Corentin Douguet (Sofinther-Un maillot pour la vie), 6ème au classement général provisoire après deux étapes :

« Pour moi, clairement, il reste deux étapes pour jouer. La dernière peut encore distribuer des minutes voire des heures. Cette troisième manche nous donnera du près jusqu’à la pointe de Bretagne dans du vent médium à fort et après on va faire essentiellement du portant dans du petit temps. Enfin du portant et du beau temps ! Après on arrive au pays des dorsales ! Il va y avoir un ralentissement, tout ce qui fait le charme d’une dorsale. Tout du long, il y aura des choses à faire.
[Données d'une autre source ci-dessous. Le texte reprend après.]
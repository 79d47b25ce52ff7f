//! # Fallback Chain
//!
//! Reads walk an ordered list of data sources: the remote backend, then the
//! local store, then (for items and categories, when enabled) the static
//! demo dataset. Creates walk the same list for the first source that can
//! accept a write.

use crate::local_cache::LocalCache;
use crate::record::{self, LocalRecord, Record, RecordFilter};
use async_trait::async_trait;
use chrono::Utc;
use serde_json::Value;
use ss_core::error::{AppError, Result};
use ss_core::traits::RowStore;
use std::marker::PhantomData;
use std::sync::atomic::{AtomicI64, Ordering};
use std::sync::Arc;
use tracing::{debug, info, warn};

#[async_trait]
pub trait DataSource<R: Record>: Send + Sync {
    fn name(&self) -> &'static str;

    /// `Ok(Some(_))` is a final answer. `Ok(None)` means this source has
    /// nothing to offer and the chain moves on.
    async fn try_fetch(&self, owner: &str, filter: &RecordFilter) -> anyhow::Result<Option<Vec<R>>>;

    /// Persists a new row built from `fields` for `owner`. Sources that do
    /// not accept writes return `Ok(None)`.
    async fn try_write(&self, _owner: &str, _fields: &Value) -> anyhow::Result<Option<R>> {
        Ok(None)
    }
}

pub struct FallbackChain<R: Record> {
    sources: Vec<Arc<dyn DataSource<R>>>,
}

impl<R: Record> FallbackChain<R> {
    pub fn new(sources: Vec<Arc<dyn DataSource<R>>>) -> Self {
        Self { sources }
    }

    pub fn source_names(&self) -> Vec<&'static str> {
        self.sources.iter().map(|s| s.name()).collect()
    }

    /// Never fails: exhausting every source yields an empty list.
    pub async fn fetch(&self, owner: &str, filter: &RecordFilter) -> Vec<R> {
        for source in &self.sources {
            match source.try_fetch(owner, filter).await {
                Ok(Some(records)) => {
                    debug!(table = %R::TABLE, source = source.name(), count = records.len(), "Fetched");
                    return records;
                }
                Ok(None) => continue,
                Err(e) => {
                    warn!(table = %R::TABLE, source = source.name(), error = %format!("{e:#}"), "Source failed, falling back");
                }
            }
        }
        Vec::new()
    }

    pub async fn create(&self, owner: &str, fields: Value) -> Result<R> {
        let mut last_error = None;
        for source in &self.sources {
            match source.try_write(owner, &fields).await {
                Ok(Some(record)) => {
                    info!(table = %R::TABLE, source = source.name(), id = record.id(), "Created");
                    return Ok(record);
                }
                Ok(None) => continue,
                Err(e) => {
                    warn!(table = %R::TABLE, source = source.name(), error = %format!("{e:#}"), "Write failed, falling back");
                    last_error = Some(format!("{e:#}"));
                }
            }
        }
        Err(AppError::RemoteUnavailable(
            last_error.unwrap_or_else(|| format!("no writable source for {}", R::TABLE)),
        ))
    }
}

/// The hosted backend. Its answer is authoritative, even when empty.
pub struct RemoteSource<R> {
    rows: Arc<dyn RowStore>,
    _record: PhantomData<fn() -> R>,
}

impl<R> RemoteSource<R> {
    pub fn new(rows: Arc<dyn RowStore>) -> Self {
        Self { rows, _record: PhantomData }
    }
}

#[async_trait]
impl<R: Record> DataSource<R> for RemoteSource<R> {
    fn name(&self) -> &'static str {
        "remote"
    }

    async fn try_fetch(&self, owner: &str, filter: &RecordFilter) -> anyhow::Result<Option<Vec<R>>> {
        let rows = self.rows.select(&R::query(owner, filter)).await?;
        let records = rows
            .into_iter()
            .map(serde_json::from_value)
            .collect::<std::result::Result<Vec<R>, _>>()?;
        Ok(Some(records))
    }

    async fn try_write(&self, owner: &str, fields: &Value) -> anyhow::Result<Option<R>> {
        let mut row = fields.clone();
        if let Some(obj) = row.as_object_mut() {
            obj.insert("user_id".into(), Value::String(owner.to_string()));
        }
        let stored = self.rows.insert(R::TABLE, row, &R::joins()).await?;
        Ok(Some(serde_json::from_value(stored)?))
    }
}

/// The device-local collection. Answers only when it holds matching records.
pub struct LocalSource<R> {
    cache: LocalCache,
    _record: PhantomData<fn() -> R>,
}

impl<R> LocalSource<R> {
    pub fn new(cache: LocalCache) -> Self {
        Self { cache, _record: PhantomData }
    }
}

#[async_trait]
impl<R: LocalRecord> DataSource<R> for LocalSource<R> {
    fn name(&self) -> &'static str {
        "local"
    }

    async fn try_fetch(&self, owner: &str, filter: &RecordFilter) -> anyhow::Result<Option<Vec<R>>> {
        let stored = self.cache.get::<R>().await;
        let owned = stored.into_iter().filter(|r| r.owner().map_or(true, |o| o == owner));
        let records = record::select(owned, filter);
        Ok((!records.is_empty()).then_some(records))
    }

    /// Synthesises the record the backend would have returned and keeps it
    /// at the front of the local collection.
    async fn try_write(&self, owner: &str, fields: &Value) -> anyhow::Result<Option<R>> {
        let now = Utc::now();
        let mut row = fields.clone();
        let obj = row
            .as_object_mut()
            .ok_or_else(|| anyhow::anyhow!("record fields must be a JSON object"))?;
        obj.insert("id".into(), Value::String(next_local_id(now.timestamp_millis())));
        obj.insert("user_id".into(), Value::String(owner.to_string()));
        obj.insert("created_at".into(), serde_json::to_value(now)?);
        obj.insert("updated_at".into(), serde_json::to_value(now)?);

        let record: R = serde_json::from_value(row)?;
        self.cache.add(record.clone()).await;
        Ok(Some(record))
    }
}

/// Last number handed out by [`next_local_id`], process-wide.
static LAST_LOCAL_ID: AtomicI64 = AtomicI64::new(0);

pub fn local_id(n: i64) -> String {
    format!("local-{n}")
}

/// `local-<n>` where `n` is the current time in milliseconds, bumped past
/// the previous id when several records are created within one millisecond.
pub fn next_local_id(now_millis: i64) -> String {
    let mut last = LAST_LOCAL_ID.load(Ordering::Relaxed);
    loop {
        let next = now_millis.max(last + 1);
        match LAST_LOCAL_ID.compare_exchange_weak(last, next, Ordering::AcqRel, Ordering::Relaxed) {
            Ok(_) => return local_id(next),
            Err(actual) => last = actual,
        }
    }
}

pub fn is_local_id(id: &str) -> bool {
    id.starts_with("local-")
}

/// Fixed demo records. Ignores the owner.
pub struct MockSource<R> {
    records: Vec<R>,
}

impl<R> MockSource<R> {
    pub fn new(records: Vec<R>) -> Self {
        Self { records }
    }
}

#[async_trait]
impl<R: Record> DataSource<R> for MockSource<R> {
    fn name(&self) -> &'static str {
        "mock"
    }

    async fn try_fetch(&self, _owner: &str, filter: &RecordFilter) -> anyhow::Result<Option<Vec<R>>> {
        Ok(Some(record::select(self.records.iter().cloned(), filter)))
    }
}

#[cfg(test)]
mod tests {
    use super::*;
    use serde_json::json;
    use ss_core::models::Item;
    use ss_core::traits::{MockLocalStore, MockRowStore};

    fn item_row(id: &str, owner: &str) -> Value {
        json!({
            "id": id, "user_id": owner, "name": "Tee", "category_id": "shirts",
            "created_at": "2026-10-01T00:00:00Z", "updated_at": "2026-10-01T00:00:00Z",
        })
    }

    fn offline_rows() -> Arc<MockRowStore> {
        let mut rows = MockRowStore::new();
        rows.expect_select().returning(|_| Err(anyhow::anyhow!("connection refused")));
        rows.expect_insert().returning(|_, _, _| Err(anyhow::anyhow!("connection refused")));
        Arc::new(rows)
    }

    fn local_with(value: Option<String>) -> LocalCache {
        let mut store = MockLocalStore::new();
        store.expect_get().returning(move |_| Ok(value.clone()));
        store.expect_set().returning(|_, _| Ok(()));
        LocalCache::new(Arc::new(store))
    }

    #[tokio::test]
    async fn empty_remote_answer_is_final() {
        let mut rows = MockRowStore::new();
        rows.expect_select().returning(|_| Ok(vec![]));
        let stored = serde_json::to_string(&[item_row("l1", "u1")]).unwrap();
        let chain: FallbackChain<Item> = FallbackChain::new(vec![
            Arc::new(RemoteSource::<Item>::new(Arc::new(rows))),
            Arc::new(LocalSource::<Item>::new(local_with(Some(stored)))),
        ]);
        assert!(chain.fetch("u1", &RecordFilter::All).await.is_empty());
    }

    #[tokio::test]
    async fn local_records_of_other_owners_are_skipped() {
        let stored = serde_json::to_string(&[item_row("l1", "u2")]).unwrap();
        let chain: FallbackChain<Item> = FallbackChain::new(vec![
            Arc::new(RemoteSource::<Item>::new(offline_rows())),
            Arc::new(LocalSource::<Item>::new(local_with(Some(stored)))),
        ]);
        assert!(chain.fetch("u1", &RecordFilter::All).await.is_empty());
    }

    #[tokio::test]
    async fn empty_local_falls_through_to_mock() {
        let mock: Item = serde_json::from_value(item_row("1", "demo-user")).unwrap();
        let chain: FallbackChain<Item> = FallbackChain::new(vec![
            Arc::new(RemoteSource::<Item>::new(offline_rows())),
            Arc::new(LocalSource::<Item>::new(local_with(None))),
            Arc::new(MockSource::new(vec![mock])),
        ]);
        let items = chain.fetch("u1", &RecordFilter::All).await;
        assert_eq!(items.len(), 1);
        assert_eq!(items[0].user_id, "demo-user");
        assert_eq!(chain.source_names(), ["remote", "local", "mock"]);
    }

    #[tokio::test]
    async fn failed_remote_write_synthesises_local_record() {
        let chain: FallbackChain<Item> = FallbackChain::new(vec![
            Arc::new(RemoteSource::<Item>::new(offline_rows())),
            Arc::new(LocalSource::<Item>::new(local_with(None))),
        ]);
        let item = chain.create("u9", json!({ "name": "Tee", "category_id": "shirts" })).await.unwrap();
        assert!(item.id.starts_with("local-"));
        assert!(item.id["local-".len()..].parse::<i64>().is_ok());
        assert_eq!(item.user_id, "u9");
        assert_eq!(item.created_at, item.updated_at);
    }

    #[test]
    fn local_ids_increase_within_one_millisecond() {
        let first = next_local_id(1_700_000_000_000);
        let second = next_local_id(1_700_000_000_000);
        let number = |id: &str| id["local-".len()..].parse::<i64>().unwrap();
        assert!(number(&second) > number(&first));
        assert!(is_local_id(&second));
        assert!(!is_local_id("5f0c-uuid"));
    }

    #[tokio::test]
    async fn back_to_back_local_writes_get_distinct_ids() {
        let chain: FallbackChain<Item> = FallbackChain::new(vec![
            Arc::new(RemoteSource::<Item>::new(offline_rows())),
            Arc::new(LocalSource::<Item>::new(local_with(None))),
        ]);
        let a = chain.create("u1", json!({ "name": "Tee" })).await.unwrap();
        let b = chain.create("u1", json!({ "name": "Cap" })).await.unwrap();
        assert_ne!(a.id, b.id);
    }

    #[tokio::test]
    async fn chain_without_writable_source_reports_failure() {
        let chain: FallbackChain<Item> = FallbackChain::new(vec![Arc::new(RemoteSource::<Item>::new(offline_rows()))]);
        let err = chain.create("u1", json!({ "name": "Tee" })).await.unwrap_err();
        assert!(matches!(err, AppError::RemoteUnavailable(msg) if msg.contains("connection refused")));
    }
}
C’est du boulot, car forcément des écarts peuvent se créer. La remontée de BXA jusqu’aux Pertuis, puis jusqu’à l’arrivée restent également des endroits compliqués surtout en été. Il peut très bien ne pas y avoir de vent le matin. Ce qui génère les écarts, ce sont les conditions de vent à partir du moment où le premier passe la ligne. C’est là que le chrono est déclenché. Si tu es à 2 milles à 2 nœuds, tu prends 1 heure ! Donc tout dépend de ça… »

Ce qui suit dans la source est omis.